• Assignment: Among the records that follow, set down only the lines from the one containing "filename crates/petpals-core/src/lib.rs" to the one containing "filename crates/petpals-site/src/handlers/static_files.rs", both included, exactly.

(Saved data entries)

== == ==

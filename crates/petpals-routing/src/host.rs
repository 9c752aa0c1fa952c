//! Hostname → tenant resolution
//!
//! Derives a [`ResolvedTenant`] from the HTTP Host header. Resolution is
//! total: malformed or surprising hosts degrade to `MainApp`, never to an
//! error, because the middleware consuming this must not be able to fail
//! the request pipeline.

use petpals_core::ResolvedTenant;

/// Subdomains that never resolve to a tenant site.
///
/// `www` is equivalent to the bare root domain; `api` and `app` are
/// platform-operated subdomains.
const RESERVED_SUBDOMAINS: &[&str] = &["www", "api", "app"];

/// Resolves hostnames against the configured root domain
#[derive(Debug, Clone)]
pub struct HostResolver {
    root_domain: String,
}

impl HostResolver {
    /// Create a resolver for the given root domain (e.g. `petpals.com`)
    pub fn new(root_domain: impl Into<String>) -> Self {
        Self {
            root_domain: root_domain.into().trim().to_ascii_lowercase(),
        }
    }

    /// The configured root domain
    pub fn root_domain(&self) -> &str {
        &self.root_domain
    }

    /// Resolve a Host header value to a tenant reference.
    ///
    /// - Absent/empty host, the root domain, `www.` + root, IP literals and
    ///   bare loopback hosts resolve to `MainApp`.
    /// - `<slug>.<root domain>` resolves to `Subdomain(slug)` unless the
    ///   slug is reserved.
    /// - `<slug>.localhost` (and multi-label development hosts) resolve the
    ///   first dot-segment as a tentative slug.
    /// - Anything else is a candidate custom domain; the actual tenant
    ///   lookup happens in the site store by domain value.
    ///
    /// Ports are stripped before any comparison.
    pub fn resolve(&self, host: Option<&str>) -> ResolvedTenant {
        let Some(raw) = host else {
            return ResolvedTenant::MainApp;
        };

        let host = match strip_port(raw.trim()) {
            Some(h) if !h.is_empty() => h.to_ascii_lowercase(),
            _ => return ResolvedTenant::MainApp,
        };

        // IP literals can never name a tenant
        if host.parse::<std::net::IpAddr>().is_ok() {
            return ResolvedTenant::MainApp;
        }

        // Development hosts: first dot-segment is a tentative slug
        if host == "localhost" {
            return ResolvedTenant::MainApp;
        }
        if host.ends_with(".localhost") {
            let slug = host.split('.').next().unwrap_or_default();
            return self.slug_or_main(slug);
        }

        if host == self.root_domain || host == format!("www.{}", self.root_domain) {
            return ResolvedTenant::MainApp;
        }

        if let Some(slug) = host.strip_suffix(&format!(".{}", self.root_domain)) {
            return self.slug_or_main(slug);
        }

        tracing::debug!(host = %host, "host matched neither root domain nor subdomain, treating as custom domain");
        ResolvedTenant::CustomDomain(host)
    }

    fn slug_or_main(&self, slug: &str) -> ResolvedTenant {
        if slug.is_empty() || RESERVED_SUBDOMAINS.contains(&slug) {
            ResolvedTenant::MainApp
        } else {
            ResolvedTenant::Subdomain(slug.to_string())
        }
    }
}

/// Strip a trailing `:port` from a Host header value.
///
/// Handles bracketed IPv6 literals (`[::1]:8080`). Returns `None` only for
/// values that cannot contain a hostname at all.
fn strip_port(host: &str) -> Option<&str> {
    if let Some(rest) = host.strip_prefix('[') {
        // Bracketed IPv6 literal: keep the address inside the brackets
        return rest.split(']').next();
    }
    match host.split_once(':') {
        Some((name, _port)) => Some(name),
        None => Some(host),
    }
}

== == ==

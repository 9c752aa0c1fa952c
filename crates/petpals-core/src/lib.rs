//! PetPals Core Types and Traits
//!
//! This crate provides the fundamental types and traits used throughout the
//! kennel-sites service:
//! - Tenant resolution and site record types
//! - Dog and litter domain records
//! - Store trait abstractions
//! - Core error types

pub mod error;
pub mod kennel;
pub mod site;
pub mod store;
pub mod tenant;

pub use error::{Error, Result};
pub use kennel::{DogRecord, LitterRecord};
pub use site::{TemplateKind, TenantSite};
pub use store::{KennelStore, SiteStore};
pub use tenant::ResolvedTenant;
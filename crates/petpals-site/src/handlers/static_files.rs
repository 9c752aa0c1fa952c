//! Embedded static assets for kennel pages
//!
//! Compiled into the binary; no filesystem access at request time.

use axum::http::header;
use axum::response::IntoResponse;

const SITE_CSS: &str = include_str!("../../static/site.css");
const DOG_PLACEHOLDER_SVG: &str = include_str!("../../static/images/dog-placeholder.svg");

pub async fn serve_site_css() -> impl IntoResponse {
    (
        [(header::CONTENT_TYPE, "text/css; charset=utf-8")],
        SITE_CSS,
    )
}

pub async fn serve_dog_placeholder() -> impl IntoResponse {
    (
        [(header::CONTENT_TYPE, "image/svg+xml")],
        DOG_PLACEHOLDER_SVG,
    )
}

== == ==

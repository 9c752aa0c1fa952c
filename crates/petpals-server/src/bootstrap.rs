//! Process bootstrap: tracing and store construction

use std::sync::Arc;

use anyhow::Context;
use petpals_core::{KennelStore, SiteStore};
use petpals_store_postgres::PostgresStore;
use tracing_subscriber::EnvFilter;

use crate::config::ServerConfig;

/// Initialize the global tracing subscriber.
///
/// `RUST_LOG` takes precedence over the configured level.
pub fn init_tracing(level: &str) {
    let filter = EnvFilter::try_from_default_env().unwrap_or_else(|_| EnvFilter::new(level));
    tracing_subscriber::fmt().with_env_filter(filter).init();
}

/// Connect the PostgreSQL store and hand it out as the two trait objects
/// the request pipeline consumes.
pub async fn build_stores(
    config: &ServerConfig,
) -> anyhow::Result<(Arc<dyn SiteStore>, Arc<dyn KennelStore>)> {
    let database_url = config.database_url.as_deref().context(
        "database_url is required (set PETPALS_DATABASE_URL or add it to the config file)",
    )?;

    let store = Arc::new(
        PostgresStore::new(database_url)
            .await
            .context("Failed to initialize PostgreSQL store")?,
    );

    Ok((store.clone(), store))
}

== == ==

• Problem solution:
filename crates/petpals-core/src/lib.rs
//! PetPals Core Types and Traits
//!
//! This crate provides the fundamental types and traits used throughout the
//! kennel-sites service:
//! - Tenant resolution and site record types
//! - Dog and litter domain records
//! - Store trait abstractions
//! - Core error types

pub mod error;
pub mod kennel;
pub mod site;
pub mod store;
pub mod tenant;

pub use error::{Error, Result};
pub use kennel::{DogRecord, LitterRecord};
pub use site::{TemplateKind, TenantSite};
pub use store::{KennelStore, SiteStore};
pub use tenant::ResolvedTenant;
filename crates/petpals-site/src/handlers/static_files.rs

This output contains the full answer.